Толпа опять загудела, заколыхалась, и мужик с его семьей, с его горем и больным ребенком, на минуту привлекший общее внимание, был мгновенно забыт.
Всякому было только до себя.
Чем дальше, тем сильней овладевало народом нетерпеливое чувство. На глазах у всех происходили страшные сцены, когда из-за больного оставалась целая семья, а товарищи их уходили на баржу, слышались стоны, вопли, ругательства, но никто на них не обращал внимания, никто не отзывался.
Объятая ужасом, стояла перед чиновником баба, бледная, с трясущимися губами, а матрос, вынув из ее мешка ребенка, которого баба тайком хотела пронести на баржу, показывал студенту. Ребенок был в оспе.
Эта же мысль — пронести Николку в мешке — мелькала в голове Матвея, но пойманная баба смутила его. Проститься заживо — больше ничего не оставалось делать с Николкой. Как ни думал Матвей, как ни считал свои капиталы, нужда толкала его ближе к помосту, как ни надрывалась Арина, но баржа наполнялась народом, и очередь приближалась, и никакие думы, никакие слезы не помогали.
— Божья воля! — решал в сотый раз Матвей, с тоской и почти с злобой оглядывая и считая семью. — Не пропадать же всем, коли так!.. А Николка не жилец на свете… аминь!
Народ волновался, все более, все сильнее, оживление, спешка и суетня все крепче охватывали настрадавшиеся сердца, боялись, как бы не вышло ошибки, как бы не объявили, что баржа полна, что сажать больше некуда, — и каждый вызов, каждый окрик матроса так и шатали эту толпу, так и тянули ближе к берегу, ближе к баржам.

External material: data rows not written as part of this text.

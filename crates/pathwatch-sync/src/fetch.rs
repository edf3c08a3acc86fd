//! The fetch channel: one cancellable request/response exchange.
//!
//! A [`Fetch`] implementation performs a single exchange against the
//! remote source and maps every failure to a [`FetchError`]. It never
//! retries; the poll scheduler is the retry policy.
//!
//! [`FetchChannel`] adds external cancellation on top of any fetcher.
//! Cancelling drops the in-flight future, which aborts the underlying
//! HTTP request, and resolves to `None` rather than a failure.

use std::future::Future;
use std::marker::PhantomData;
use std::time::Duration;

use reqwest::StatusCode;
use serde::de::DeserializeOwned;
use tokio_util::sync::CancellationToken;
use tracing::debug;

use crate::error::FetchError;

/// Result of exactly one fetch. Applied whole or not at all.
pub type FetchOutcome<T> = Result<T, FetchError>;

/// Default per-request timeout.
pub const DEFAULT_REQUEST_TIMEOUT: Duration = Duration::from_secs(10);

/// A source of authoritative snapshot values.
///
/// Implementations must be cheap to call repeatedly and must not retry
/// internally.
pub trait Fetch: Send + Sync + 'static {
    /// The decoded snapshot value.
    type Output: Send + 'static;

    /// Perform one exchange.
    fn fetch(&self) -> impl Future<Output = FetchOutcome<Self::Output>> + Send;
}

/// Combinators for [`Fetch`] implementations.
pub trait FetchExt: Fetch + Sized {
    /// Post-process every successful payload, possibly turning it into a
    /// failure.
    fn map_outcome<U, M>(self, map: M) -> Mapped<Self, M, U>
    where
        M: Fn(Self::Output) -> FetchOutcome<U> + Send + Sync + 'static,
        U: Send + 'static,
    {
        Mapped {
            inner: self,
            map,
            _output: PhantomData,
        }
    }
}

impl<F: Fetch> FetchExt for F {}

/// A fetcher whose successful payloads are passed through a mapping.
///
/// Built by [`FetchExt::map_outcome`].
pub struct Mapped<F, M, U> {
    inner: F,
    map: M,
    _output: PhantomData<fn() -> U>,
}

impl<F, M, U> Fetch for Mapped<F, M, U>
where
    F: Fetch,
    M: Fn(F::Output) -> FetchOutcome<U> + Send + Sync + 'static,
    U: Send + 'static,
{
    type Output = U;

    fn fetch(&self) -> impl Future<Output = FetchOutcome<U>> + Send {
        async move { self.inner.fetch().await.and_then(&self.map) }
    }
}

/// Wraps a fetcher with external cancellation.
#[derive(Debug)]
pub struct FetchChannel<F> {
    fetcher: F,
}

impl<F: Fetch> FetchChannel<F> {
    /// Wrap a fetcher.
    pub const fn new(fetcher: F) -> Self {
        Self { fetcher }
    }

    /// Run one exchange unless `cancel` fires first.
    ///
    /// Returns `None` when cancelled. Cancellation is not a failure and
    /// the caller discards it.
    pub async fn fetch(&self, cancel: &CancellationToken) -> Option<FetchOutcome<F::Output>> {
        tokio::select! {
            biased;
            () = cancel.cancelled() => None,
            outcome = self.fetcher.fetch() => Some(outcome),
        }
    }

    /// The wrapped fetcher.
    pub const fn inner(&self) -> &F {
        &self.fetcher
    }
}

// ---------------------------------------------------------------------------
// HTTP fetcher
// ---------------------------------------------------------------------------

/// Credential attached to every request.
///
/// Empty secrets are sent as-is. Whether a request is acceptable is for
/// the backend to decide; its rejection surfaces as
/// [`ErrorKind::Unauthorized`](crate::ErrorKind::Unauthorized).
#[derive(Clone, PartialEq, Eq, Default)]
pub enum Credential {
    /// No credential header.
    #[default]
    None,
    /// `X-API-Key: <key>`.
    ApiKey(String),
    /// `Authorization: Bearer <token>`.
    Bearer(String),
}

impl std::fmt::Debug for Credential {
    fn fmt(&self, f: &mut std::fmt::Formatter<'_>) -> std::fmt::Result {
        match self {
            Self::None => f.write_str("None"),
            Self::ApiKey(_) => f.write_str("ApiKey(<redacted>)"),
            Self::Bearer(_) => f.write_str("Bearer(<redacted>)"),
        }
    }
}

/// Fetches a JSON document with an HTTP GET and decodes it as `T`.
pub struct HttpFetcher<T> {
    client: reqwest::Client,
    url: String,
    credential: Credential,
    query: Vec<(String, String)>,
    _payload: PhantomData<fn() -> T>,
}

impl<T> HttpFetcher<T> {
    /// Start building a fetcher for `{base_url}{path}`.
    pub fn builder(base_url: &str, path: &str) -> HttpFetcherBuilder<T> {
        HttpFetcherBuilder {
            url: format!("{}{path}", base_url.trim_end_matches('/')),
            credential: Credential::None,
            query: Vec::new(),
            timeout: DEFAULT_REQUEST_TIMEOUT,
            with_cookies: false,
            _payload: PhantomData,
        }
    }

    /// The request URL, without query parameters.
    pub fn url(&self) -> &str {
        &self.url
    }
}

impl<T> std::fmt::Debug for HttpFetcher<T> {
    fn fmt(&self, f: &mut std::fmt::Formatter<'_>) -> std::fmt::Result {
        f.debug_struct("HttpFetcher")
            .field("url", &self.url)
            .field("credential", &self.credential)
            .field("query", &self.query)
            .finish_non_exhaustive()
    }
}

/// Builder for [`HttpFetcher`].
pub struct HttpFetcherBuilder<T> {
    url: String,
    credential: Credential,
    query: Vec<(String, String)>,
    timeout: Duration,
    with_cookies: bool,
    _payload: PhantomData<fn() -> T>,
}

impl<T> HttpFetcherBuilder<T> {
    /// Attach a credential header to every request.
    #[must_use]
    pub fn credential(mut self, credential: Credential) -> Self {
        self.credential = credential;
        self
    }

    /// Append a query parameter.
    #[must_use]
    pub fn query(mut self, key: impl Into<String>, value: impl Into<String>) -> Self {
        self.query.push((key.into(), value.into()));
        self
    }

    /// Per-request timeout. A timed-out request is a network failure.
    #[must_use]
    pub const fn timeout(mut self, timeout: Duration) -> Self {
        self.timeout = timeout;
        self
    }

    /// Keep and resend cookies set by the backend (credentialed mode).
    #[must_use]
    pub const fn with_credentials(mut self, enabled: bool) -> Self {
        self.with_cookies = enabled;
        self
    }

    /// Build the fetcher.
    ///
    /// # Errors
    ///
    /// Returns [`FetchError::Unknown`] if the HTTP client cannot be
    /// constructed (e.g. the TLS backend fails to initialize).
    pub fn build(self) -> Result<HttpFetcher<T>, FetchError> {
        let client = reqwest::Client::builder()
            .timeout(self.timeout)
            .cookie_store(self.with_cookies)
            .build()
            .map_err(|e| FetchError::Unknown(format!("failed to build HTTP client: {e}")))?;

        Ok(HttpFetcher {
            client,
            url: self.url,
            credential: self.credential,
            query: self.query,
            _payload: PhantomData,
        })
    }
}

impl<T> Fetch for HttpFetcher<T>
where
    T: DeserializeOwned + Send + 'static,
{
    type Output = T;

    fn fetch(&self) -> impl Future<Output = FetchOutcome<T>> + Send {
        async move {
            let mut request = self
                .client
                .get(&self.url)
                .header(reqwest::header::ACCEPT, "application/json");
            if !self.query.is_empty() {
                request = request.query(&self.query);
            }
            request = match &self.credential {
                Credential::None => request,
                Credential::ApiKey(key) => request.header("X-API-Key", key),
                Credential::Bearer(token) => request.bearer_auth(token),
            };

            let response = request.send().await.map_err(classify_transport)?;

            let status = response.status();
            check_status(status)?;

            let body = response
                .bytes()
                .await
                .map_err(|e| FetchError::Network(format!("failed to read body: {e}")))?;
            debug!(url = %self.url, bytes = body.len(), "fetch completed");

            decode_body(&body)
        }
    }
}

/// Map a non-success status to its failure category.
fn check_status(status: StatusCode) -> Result<(), FetchError> {
    if status == StatusCode::UNAUTHORIZED || status == StatusCode::FORBIDDEN {
        return Err(FetchError::Unauthorized {
            status: status.as_u16(),
        });
    }
    if !status.is_success() {
        return Err(FetchError::Unknown(format!("backend returned {status}")));
    }
    Ok(())
}

/// Map a transport-level `reqwest` error to its failure category.
fn classify_transport(err: reqwest::Error) -> FetchError {
    if err.is_timeout() {
        FetchError::Network(format!("request timed out: {err}"))
    } else if err.is_connect() || err.is_request() || err.is_body() {
        FetchError::Network(format!("request failed: {err}"))
    } else if err.is_decode() {
        FetchError::Decode(err.to_string())
    } else {
        FetchError::Unknown(err.to_string())
    }
}

/// Decode a JSON body as `T`.
fn decode_body<T: DeserializeOwned>(body: &[u8]) -> FetchOutcome<T> {
    serde_json::from_slice(body).map_err(FetchError::from)
}
//! Axum router construction for the stub backend.
//!
//! Assembles all routes (REST + `WebSocket`) into a single [`Router`]
//! with CORS middleware enabled so a browser dashboard can talk to it
//! during local development.

use std::sync::Arc;

use axum::routing::{get, post};
use axum::Router;
use pathwatch_types::paths;
use tower_http::cors::{Any, CorsLayer};
use tower_http::trace::TraceLayer;

use crate::handlers;
use crate::state::AppState;
use crate::ws;

/// Build the complete Axum router for the stub backend.
///
/// The router includes:
/// - `GET /ws/path/glyph` -- `WebSocket` glyph event stream
/// - `GET /api/path/dashboard/overview` -- system health
/// - `GET /api/path/self-reflection` -- collapse self-reflection
/// - `GET /api/path/xi-theta` -- ΞΘ analyzer status
/// - `GET /api/path/collapse-feed` -- collapse feed for a topic
/// - `POST /api/stub/collapse` -- record a collapse (development only)
pub fn build_router(state: Arc<AppState>) -> Router {
    let cors = CorsLayer::new()
        .allow_origin(Any)
        .allow_methods(Any)
        .allow_headers(Any);

    Router::new()
        // WebSocket
        .route(paths::GLYPH_STREAM, get(ws::ws_glyph))
        // REST API
        .route(paths::OVERVIEW, get(handlers::get_overview))
        .route(paths::SELF_REFLECTION, get(handlers::get_self_reflection))
        .route(paths::XI_THETA, get(handlers::get_xi_theta))
        .route(paths::COLLAPSE_FEED, get(handlers::get_collapse_feed))
        // Development hooks
        .route("/api/stub/collapse", post(handlers::post_collapse))
        .layer(cors)
        .layer(TraceLayer::new_for_http())
        .with_state(state)
}
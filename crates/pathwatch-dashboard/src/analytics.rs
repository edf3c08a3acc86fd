//! Derived analytics: pure functions over snapshot values.
//!
//! Nothing computed here is ever stored. Views call these on every
//! render, so a new snapshot can never leave a stale derived field
//! behind.

use chrono::{DateTime, NaiveDateTime, Utc};
use pathwatch_types::Trend;

// ---------------------------------------------------------------------------
// Colors
// ---------------------------------------------------------------------------

/// Semantic color of a displayed value.
#[derive(Debug, Clone, Copy, PartialEq, Eq, Hash)]
pub enum Color {
    /// Good.
    Green,
    /// Middling.
    Yellow,
    /// Bad.
    Red,
    /// Neutral emphasis.
    Blue,
    /// No information.
    Gray,
}

impl Color {
    /// Lowercase color name.
    pub const fn as_str(self) -> &'static str {
        match self {
            Self::Green => "green",
            Self::Yellow => "yellow",
            Self::Red => "red",
            Self::Blue => "blue",
            Self::Gray => "gray",
        }
    }

    /// ANSI foreground escape sequence.
    pub const fn ansi(self) -> &'static str {
        match self {
            Self::Green => "\x1b[32m",
            Self::Yellow => "\x1b[33m",
            Self::Red => "\x1b[31m",
            Self::Blue => "\x1b[34m",
            Self::Gray => "\x1b[90m",
        }
    }
}

/// Color bucket of a coherence score: `>= 0.8` green, `>= 0.5` yellow,
/// red otherwise.
pub fn coherence_bucket(score: f64) -> Color {
    if score >= 0.8 {
        Color::Green
    } else if score >= 0.5 {
        Color::Yellow
    } else {
        Color::Red
    }
}

// ---------------------------------------------------------------------------
// Trend
// ---------------------------------------------------------------------------

/// How a [`Trend`] is shown.
#[derive(Debug, Clone, Copy, PartialEq, Eq)]
pub struct TrendDisplay {
    /// Direction glyph.
    pub glyph: &'static str,
    /// Color of the trend label.
    pub color: Color,
    /// Lowercase label.
    pub label: &'static str,
}

/// Glyph, color and label for a trend. Unknown trends get a neutral
/// question mark.
pub const fn trend_display(trend: Trend) -> TrendDisplay {
    let (glyph, color) = match trend {
        Trend::Improving => ("📈", Color::Green),
        Trend::Declining => ("📉", Color::Red),
        Trend::Stable => ("➡️", Color::Blue),
        Trend::Unknown => ("❓", Color::Gray),
    };
    TrendDisplay {
        glyph,
        color,
        label: trend.as_str(),
    }
}

// ---------------------------------------------------------------------------
// Threshold crossing
// ---------------------------------------------------------------------------

/// Glyph shown for a Δψ above the threshold.
pub const ALERT_GLYPH: &str = "ΞΘ";

/// Glyph shown for a Δψ within bounds.
pub const NORMAL_GLYPH: &str = "Ψ";

/// Whether an observation crossed the reflex threshold.
#[derive(Debug, Clone, Copy, PartialEq, Eq, Hash)]
pub enum ThresholdClass {
    /// `delta > threshold`.
    Exceeded,
    /// `delta <= threshold`.
    WithinBounds,
}

impl ThresholdClass {
    /// Display glyph.
    pub const fn glyph(self) -> &'static str {
        match self {
            Self::Exceeded => ALERT_GLYPH,
            Self::WithinBounds => NORMAL_GLYPH,
        }
    }

    /// Short cause text.
    pub const fn cause(self) -> &'static str {
        match self {
            Self::Exceeded => "Threshold exceeded",
            Self::WithinBounds => "Within normal bounds",
        }
    }

    /// Whether this is an alert.
    pub const fn is_alert(self) -> bool {
        matches!(self, Self::Exceeded)
    }
}

/// Classify `delta` against `threshold`. Strictly greater is exceeded;
/// equal is within bounds.
pub fn classify_threshold(delta: f64, threshold: f64) -> ThresholdClass {
    if delta > threshold {
        ThresholdClass::Exceeded
    } else {
        ThresholdClass::WithinBounds
    }
}

// ---------------------------------------------------------------------------
// Formatting
// ---------------------------------------------------------------------------

/// Decimal places used for scores unless a view says otherwise.
pub const SCORE_PLACES: usize = 4;

/// Format with exactly `places` decimals.
pub fn fixed(value: f64, places: usize) -> String {
    format!("{value:.places$}")
}

/// Format a 0-1 ratio as a percentage with one decimal.
pub fn percent(ratio: f64) -> String {
    format!("{:.1}%", ratio * 100.0)
}

/// Render a backend timestamp for display.
///
/// RFC 3339 timestamps are shown in UTC. Timestamps without an offset are
/// shown as sent. Anything unparsable is returned verbatim.
pub fn timestamp(raw: &str) -> String {
    if let Ok(parsed) = DateTime::parse_from_rfc3339(raw) {
        return parsed
            .with_timezone(&Utc)
            .format("%Y-%m-%d %H:%M:%S UTC")
            .to_string();
    }
    NaiveDateTime::parse_from_str(raw, "%Y-%m-%dT%H:%M:%S%.f").map_or_else(
        |_| raw.to_owned(),
        |naive| naive.format("%Y-%m-%d %H:%M:%S").to_string(),
    )
}
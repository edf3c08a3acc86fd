//! The snapshot store: latest known value plus its freshness.
//!
//! [`SnapshotStore`] is backed by a [`tokio::sync::watch`] channel, so
//! reads never block and every accepted commit wakes each
//! [`SnapshotReader`] exactly once. Mutation is crate-private: only the
//! synchronizer writes.
//!
//! # Commit ordering
//!
//! Every fetch is issued a [`Ticket`] carrying the generation that was
//! current when the fetch started and a per-store request sequence number.
//! A commit is accepted only when
//!
//! 1. the ticket's generation is still the current generation, and
//! 2. the ticket's sequence number is greater than that of the last
//!    accepted commit.
//!
//! Both checks and the write happen inside the watch channel's write lock,
//! so an advancing generation and a racing commit can never interleave.
//! Rule 2 means a slow fetch that resolves after a newer one is dropped
//! instead of overwriting the fresher value.

use std::sync::atomic::{AtomicU64, Ordering};

use tokio::sync::watch;

use crate::error::ErrorKind;
use crate::fetch::FetchOutcome;

/// Freshness of the snapshot. Exactly one holds at any time.
#[derive(Debug, Clone, Copy, PartialEq, Eq, Hash)]
pub enum SnapshotStatus {
    /// A load is in progress. Any previous value is still shown.
    Loading,
    /// The most recent accepted fetch succeeded.
    Ready,
    /// The most recent accepted fetch failed.
    Failed,
}

/// The displayable value and its freshness state.
#[derive(Debug, Clone, PartialEq, Eq)]
pub struct Snapshot<T> {
    /// Last successfully fetched value. Survives later loads and failures.
    pub value: Option<T>,
    /// Current freshness state.
    pub status: SnapshotStatus,
    /// Category of the most recent failure, cleared by the next success.
    pub last_error: Option<ErrorKind>,
    /// Number of accepted commits so far.
    pub revision: u64,
}

impl<T> Snapshot<T> {
    /// An empty snapshot waiting for its first load.
    pub const fn loading() -> Self {
        Self {
            value: None,
            status: SnapshotStatus::Loading,
            last_error: None,
            revision: 0,
        }
    }

    /// Whether a load is in progress.
    pub const fn is_loading(&self) -> bool {
        matches!(self.status, SnapshotStatus::Loading)
    }

    /// The error to show, if the most recent fetch failed.
    pub const fn error(&self) -> Option<ErrorKind> {
        match self.status {
            SnapshotStatus::Failed => self.last_error,
            SnapshotStatus::Loading | SnapshotStatus::Ready => None,
        }
    }

    /// Whether the most recent fetch failed and nothing was ever loaded.
    ///
    /// This is the only case where the display should replace the view
    /// with an error banner instead of showing stale data.
    pub const fn is_blank_failure(&self) -> bool {
        matches!(self.status, SnapshotStatus::Failed) && self.value.is_none()
    }
}

impl<T> Default for Snapshot<T> {
    fn default() -> Self {
        Self::loading()
    }
}

/// Identity of one fetch, captured when the fetch starts.
#[derive(Debug, Clone, Copy, PartialEq, Eq)]
pub(crate) struct Ticket {
    /// Generation current at fetch start.
    pub(crate) generation: u64,
    /// Store-wide request sequence number.
    pub(crate) seq: u64,
}

/// Single-writer, multi-reader holder of the current [`Snapshot`].
#[derive(Debug)]
pub struct SnapshotStore<T> {
    tx: watch::Sender<Snapshot<T>>,
    generation: AtomicU64,
    next_seq: AtomicU64,
    committed_seq: AtomicU64,
}

impl<T: Clone> SnapshotStore<T> {
    /// Create a store holding an empty loading snapshot.
    pub fn new() -> Self {
        let (tx, _) = watch::channel(Snapshot::loading());
        Self {
            tx,
            generation: AtomicU64::new(0),
            next_seq: AtomicU64::new(0),
            committed_seq: AtomicU64::new(0),
        }
    }

    /// Clone the current snapshot. Never blocks on writers for longer than
    /// a clone.
    pub fn read(&self) -> Snapshot<T> {
        self.tx.borrow().clone()
    }

    /// Open a read-only handle for the display layer.
    pub fn reader(&self) -> SnapshotReader<T> {
        SnapshotReader {
            rx: self.tx.subscribe(),
        }
    }

    /// The current generation.
    pub fn generation(&self) -> u64 {
        self.generation.load(Ordering::Acquire)
    }

    /// Advance the generation, invalidating every outstanding ticket.
    ///
    /// Runs under the channel write lock so it is ordered against any
    /// concurrent [`commit`](Self::commit). Does not notify readers.
    pub(crate) fn advance_generation(&self) -> u64 {
        let mut advanced = 0;
        self.tx.send_if_modified(|_| {
            advanced = self
                .generation
                .fetch_add(1, Ordering::AcqRel)
                .wrapping_add(1);
            false
        });
        advanced
    }

    /// Issue a ticket for a fetch starting now under `generation`.
    pub(crate) fn ticket(&self, generation: u64) -> Ticket {
        let seq = self.next_seq.fetch_add(1, Ordering::AcqRel).wrapping_add(1);
        Ticket { generation, seq }
    }

    /// Move to [`SnapshotStatus::Loading`], keeping any previous value.
    pub(crate) fn begin_load(&self) {
        self.tx.send_if_modified(|snapshot| {
            if snapshot.status == SnapshotStatus::Loading {
                return false;
            }
            snapshot.status = SnapshotStatus::Loading;
            true
        });
    }

    /// Apply a fetch outcome if its ticket is still current.
    ///
    /// Returns `true` when the outcome was accepted. Rejected outcomes
    /// leave the snapshot untouched and notify nobody.
    pub(crate) fn commit(&self, ticket: Ticket, outcome: FetchOutcome<T>) -> bool {
        self.tx.send_if_modified(|snapshot| {
            if ticket.generation != self.generation.load(Ordering::Acquire) {
                return false;
            }
            if ticket.seq <= self.committed_seq.load(Ordering::Acquire) {
                return false;
            }
            self.committed_seq.store(ticket.seq, Ordering::Release);

            match outcome {
                Ok(value) => {
                    snapshot.value = Some(value);
                    snapshot.status = SnapshotStatus::Ready;
                    snapshot.last_error = None;
                }
                Err(err) => {
                    snapshot.status = SnapshotStatus::Failed;
                    snapshot.last_error = Some(err.kind());
                }
            }
            snapshot.revision = snapshot.revision.wrapping_add(1);
            true
        })
    }
}

impl<T: Clone> Default for SnapshotStore<T> {
    fn default() -> Self {
        Self::new()
    }
}

/// Read-only view of a [`SnapshotStore`] handed to the display layer.
#[derive(Debug, Clone)]
pub struct SnapshotReader<T> {
    rx: watch::Receiver<Snapshot<T>>,
}

impl<T: Clone> SnapshotReader<T> {
    /// Clone the current snapshot.
    pub fn read(&self) -> Snapshot<T> {
        self.rx.borrow().clone()
    }

    /// Wait for the next change and return the new snapshot.
    ///
    /// Returns `None` once the owning synchronizer has been dropped.
    pub async fn changed(&mut self) -> Option<Snapshot<T>> {
        self.rx.changed().await.ok()?;
        Some(self.rx.borrow_and_update().clone())
    }
}

#[cfg(test)]
mod tests {
    use super::*;
    use crate::error::FetchError;

    fn active_store() -> (SnapshotStore<u32>, u64) {
        let store = SnapshotStore::new();
        let generation = store.advance_generation();
        (store, generation)
    }

    #[test]
    fn starts_loading_and_empty() {
        let store: SnapshotStore<u32> = SnapshotStore::new();
        let snap = store.read();
        assert!(snap.is_loading());
        assert_eq!(snap.value, None);
        assert_eq!(snap.revision, 0);
    }

    #[test]
    fn success_commit_becomes_ready() {
        let (store, generation) = active_store();
        assert!(store.commit(store.ticket(generation), Ok(5)));
        let snap = store.read();
        assert_eq!(snap.status, SnapshotStatus::Ready);
        assert_eq!(snap.value, Some(5));
        assert_eq!(snap.error(), None);
        assert_eq!(snap.revision, 1);
    }

    #[test]
    fn failure_keeps_previous_value() {
        let (store, generation) = active_store();
        store.commit(store.ticket(generation), Ok(5));
        store.commit(
            store.ticket(generation),
            Err(FetchError::Network("refused".to_owned())),
        );
        let snap = store.read();
        assert_eq!(snap.status, SnapshotStatus::Failed);
        assert_eq!(snap.value, Some(5));
        assert_eq!(snap.error(), Some(ErrorKind::Network));
        assert!(!snap.is_blank_failure());
    }

    #[test]
    fn failure_without_value_is_blank() {
        let (store, generation) = active_store();
        store.commit(
            store.ticket(generation),
            Err(FetchError::Unauthorized { status: 401 }),
        );
        assert!(store.read().is_blank_failure());
    }

    #[test]
    fn next_success_clears_error() {
        let (store, generation) = active_store();
        store.commit(
            store.ticket(generation),
            Err(FetchError::Decode("bad".to_owned())),
        );
        store.commit(store.ticket(generation), Ok(9));
        let snap = store.read();
        assert_eq!(snap.last_error, None);
        assert_eq!(snap.value, Some(9));
    }

    #[test]
    fn begin_load_keeps_value() {
        let (store, generation) = active_store();
        store.commit(store.ticket(generation), Ok(5));
        store.begin_load();
        let snap = store.read();
        assert!(snap.is_loading());
        assert_eq!(snap.value, Some(5));
    }

    #[test]
    fn stale_generation_is_rejected() {
        let (store, generation) = active_store();
        let ticket = store.ticket(generation);
        store.advance_generation();
        assert!(!store.commit(ticket, Ok(5)));
        assert_eq!(store.read().revision, 0);
        assert_eq!(store.read().value, None);
    }

    #[test]
    fn older_request_cannot_overwrite_newer() {
        let (store, generation) = active_store();
        let first = store.ticket(generation);
        let second = store.ticket(generation);
        assert!(store.commit(second, Ok(2)));
        assert!(!store.commit(first, Ok(1)));
        assert_eq!(store.read().value, Some(2));
        assert_eq!(store.read().revision, 1);
    }

    #[test]
    fn requests_resolving_in_order_both_commit() {
        let (store, generation) = active_store();
        let first = store.ticket(generation);
        let second = store.ticket(generation);
        assert!(store.commit(first, Ok(1)));
        assert!(store.commit(second, Ok(2)));
        assert_eq!(store.read().value, Some(2));
        assert_eq!(store.read().revision, 2);
    }

    #[tokio::test]
    async fn readers_are_notified_once_per_commit() {
        let (store, generation) = active_store();
        let mut reader = store.reader();

        store.commit(store.ticket(generation), Ok(5));
        let seen = reader.changed().await;
        assert_eq!(seen.and_then(|s| s.value), Some(5));

        // A rejected commit must not wake the reader.
        let stale = store.ticket(generation.wrapping_sub(1));
        store.commit(stale, Ok(6));
        let woke = tokio::time::timeout(std::time::Duration::from_millis(20), reader.changed()).await;
        assert!(woke.is_err());
    }

    #[tokio::test]
    async fn reader_ends_when_store_dropped() {
        let store: SnapshotStore<u32> = SnapshotStore::new();
        let mut reader = store.reader();
        drop(store);
        assert!(reader.changed().await.is_none());
    }
}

Словно земля дрогнула под Матвеем. Он быстро взглянул на жену, на семью, на свою поклажу и вместе с другими крикнул: ‘Мы!..’ А вокруг него ревела уже толпа, точно буря, его теснили, толкали, напирали на него со всех сторон. Общее стихийное чувство тревоги и поспешности охватило внезапно и его самого, в нем пробудился затравленный зверь, настала пора спасать свою шкуру, уже не было дела до бабьих слез и рыданий, раздававшихся сзади него, с устремленными вперед глазами, нахмуренный, с струящимся по лицу холодным потом, оскалив зубы, Матвей проталкивался сквозь народ, расчищая путь для семьи к баржевому помосту…
К вечеру, когда загудел пароход, когда натянулись крепкие канаты, и обе баржи, переполненные людьми, грузно и тяжело тронулись, Матвей сидел на дне баржи, съежившись и ничего не видя перед собою: ни берега, ни реки, ни оставшегося на берегу народа. Он только ощутил, что баржа тронулась, — и перекрестился.
‘Божья воля!.. Не встать Николке… Все одно — помрет!’
Так он думал час и два, и весь день, и неделю, и месяц, так, вероятно, будет думать и всю жизнь…
К глубокой осени опустело поле. Народ разбрелся в разные стороны, затихли и опустели бараки, застыла река. Остались только за лесом новые могилы, в доле сор и грязь, да в маленьком домике у сторожа несколько детей, осиротелых или забытых, либо брошенных родителями на произвол судьбы. Они дичились друг друга, плакали в одиночку, звали тятьку да мамку, и никто не знал, чьи они дети, откуда, и где находятся теперь их семьи. Среди этих ‘божьих детей’ остался и Николка, исхудавший и побледневший после болезни.
— Кто твой отец? — спрашивали его. — Откуда он? Как его звать?
— Тятька, — со слезами отвечал мальчик.
— А мать как зовут?
— Мамка.
И больше ничего от него нельзя было узнать.